Type 2 Diabetes Mellitus
About this trial
This is an interventional treatment trial for Type 2 Diabetes Mellitus focused on measuring diabetes treatment, personalized medicine, shared decision making, goal setting
Eligibility Criteria
Inclusion Criteria:
- Two more or less comparable categories of patients are eligible: 1. if diagnosed with T2DM in 2002-2004 by screening, aged between 50-70 years at that time and having participated in the ADDITION-study that ended in 2009; 2. treated for their T2DM in a practice that participated in the ADDITION study, between 60 and 80 years in 2012-2014 and with a T2DM duration between 8 to 15 years.
Exclusion Criteria:
- Patients will be excluded if they have a history of alcoholism, drug abuse, psychosis, personality disorder or another emotional, psychological or intellectual problem that is likely to invalidate informed consent, or limit the ability of the individual to comply with the protocol requirements and patients with a limited life expectancy.
Sites / Locations
- Julius Centre for Health Sciences and Primary Care
Arms of the Study
Arm 1
Arm 2
Experimental
No Intervention
shared decision making
control group
In the intervention practices the SDM process is used.

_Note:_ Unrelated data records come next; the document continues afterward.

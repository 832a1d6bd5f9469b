//! Access token handling
//!
//! Provides token refresh through a trait-based design:
//! - `TokenProvider` trait defines the refresh seam
//! - `ClientCredentials` exchanges a clientID/clientSecret pair for a token
//! - `StaticToken` hands out a fixed token (tests, externally managed tokens)
//!
//! The API client holds the current token and calls back into the configured
//! provider when the service reports an expired authorization, so no token
//! state lives in process-wide globals.

use async_trait::async_trait;
use chrono::{DateTime, Utc};
use serde::{Deserialize, Serialize};
use thiserror::Error;

/// Token acquisition errors
#[derive(Error, Debug)]
pub enum AuthError {
    #[error("Missing credentials: {0}")]
    MissingCredentials(String),

    #[error("Token refresh failed: {0}")]
    Refresh(String),
}

/// A bearer token for the open API, with its expiry when known.
#[derive(Debug, Clone)]
pub struct AccessToken {
    secret: String,
    expires_at: Option<DateTime<Utc>>,
}

impl AccessToken {
    /// Create a token with a known expiry
    pub fn new(secret: impl Into<String>, expires_at: Option<DateTime<Utc>>) -> Self {
        Self {
            secret: secret.into(),
            expires_at,
        }
    }

    /// Create a token without expiry information
    pub fn perpetual(secret: impl Into<String>) -> Self {
        Self::new(secret, None)
    }

    /// The raw bearer secret
    pub fn secret(&self) -> &str {
        &self.secret
    }

    /// Consume the token, returning the bearer secret
    pub fn into_secret(self) -> String {
        self.secret
    }

    /// Whether the token is known to be past its expiry.
    ///
    /// Tokens without expiry information never report expired; the server
    /// remains the authority either way.
    pub fn is_expired(&self) -> bool {
        self.expires_at.is_some_and(|at| at <= Utc::now())
    }
}

/// Trait for token providers
///
/// Implement this to plug a custom refresh mechanism into the API client.
#[async_trait]
pub trait TokenProvider: Send + Sync {
    /// Obtain a fresh access token
    async fn refresh(&self) -> Result<AccessToken, AuthError>;
}

#[derive(Debug, Serialize)]
struct TokenRequest<'a> {
    #[serde(rename = "clientID")]
    client_id: &'a str,
    #[serde(rename = "clientSecret")]
    client_secret: &'a str,
}

#[derive(Debug, Deserialize)]
struct TokenResponse {
    #[serde(rename = "accessToken")]
    access_token: String,
    #[serde(rename = "expiredAt", default)]
    expired_at: Option<String>,
}

/// Client-credentials provider
///
/// Posts the clientID/clientSecret pair to the access-token endpoint and
/// parses `{accessToken, expiredAt}` out of the response envelope.
pub struct ClientCredentials {
    http: reqwest::Client,
    base_url: String,
    client_id: String,
    client_secret: String,
}

impl ClientCredentials {
    /// Create a new client-credentials provider
    pub fn new(
        http: reqwest::Client,
        base_url: impl Into<String>,
        client_id: impl Into<String>,
        client_secret: impl Into<String>,
    ) -> Self {
        Self {
            http,
            base_url: base_url.into(),
            client_id: client_id.into(),
            client_secret: client_secret.into(),
        }
    }
}

#[async_trait]
impl TokenProvider for ClientCredentials {
    #[tracing::instrument(name = "auth.refresh", skip(self), err)]
    async fn refresh(&self) -> Result<AccessToken, AuthError> {
        if self.client_id.is_empty() || self.client_secret.is_empty() {
            return Err(AuthError::MissingCredentials(
                "clientID/clientSecret empty".into(),
            ));
        }

        let url = format!("{}/api/v1/access_token", self.base_url);
        let response = self
            .http
            .post(&url)
            .header("Platform", crate::api::PLATFORM)
            .header(reqwest::header::USER_AGENT, crate::api::USER_AGENT)
            .json(&TokenRequest {
                client_id: &self.client_id,
                client_secret: &self.client_secret,
            })
            .send()
            .await
            .map_err(|e| AuthError::Refresh(e.to_string()))?;

        let data = crate::api::read_envelope(response)
            .await
            .map_err(|e| AuthError::Refresh(e.to_string()))?;
        let parsed: TokenResponse = serde_json::from_value(data)
            .map_err(|e| AuthError::Refresh(format!("malformed access_token response: {e}")))?;

        let expires_at = parsed
            .expired_at
            .as_deref()
            .and_then(|raw| DateTime::parse_from_rfc3339(raw).ok())
            .map(|at| at.with_timezone(&Utc));

        tracing::info!(expires_at = ?expires_at, "Access token refreshed");

        Ok(AccessToken::new(parsed.access_token, expires_at))
    }
}

/// Static token provider
///
/// Always hands out the same token. Useful for tests or when refresh is
/// managed outside the process.
#[derive(Debug, Clone)]
pub struct StaticToken {
    token: AccessToken,
}

impl StaticToken {
    /// Create a new static token provider
    pub fn new(secret: impl Into<String>) -> Self {
        Self {
            token: AccessToken::perpetual(secret),
        }
    }
}

#[async_trait]
impl TokenProvider for StaticToken {
    async fn refresh(&self) -> Result<AccessToken, AuthError> {
        Ok(self.token.clone())
    }
}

In the SDM proces the patient and GP use a decision aid to discuss the pros and cons of two evidence based treatment possibilities, according to the Dutch College of General Practitioners (NHG) versus the ADDITION guideline, and the patients' preferences for either of these treatments. Together they choose one of these treatments, and set the five treatment targets (blood pressure, cholesterol, HbA1c, smoking status and weight) in order of priority. Subsequent treatment will take place according to the priorities of these OPTIMAL treatment targets. The priorities will be evaluated every 12 months.
Patients in the control practices will receive treatment-as-before, which means that the patients will not be offered the structured SDM process. So the GP will treat the former ADDITION patients as they were used during the period that followed after the ADDITION study (2009), either according to the national guidelines or to the ADDITION intensive treatment algorithm.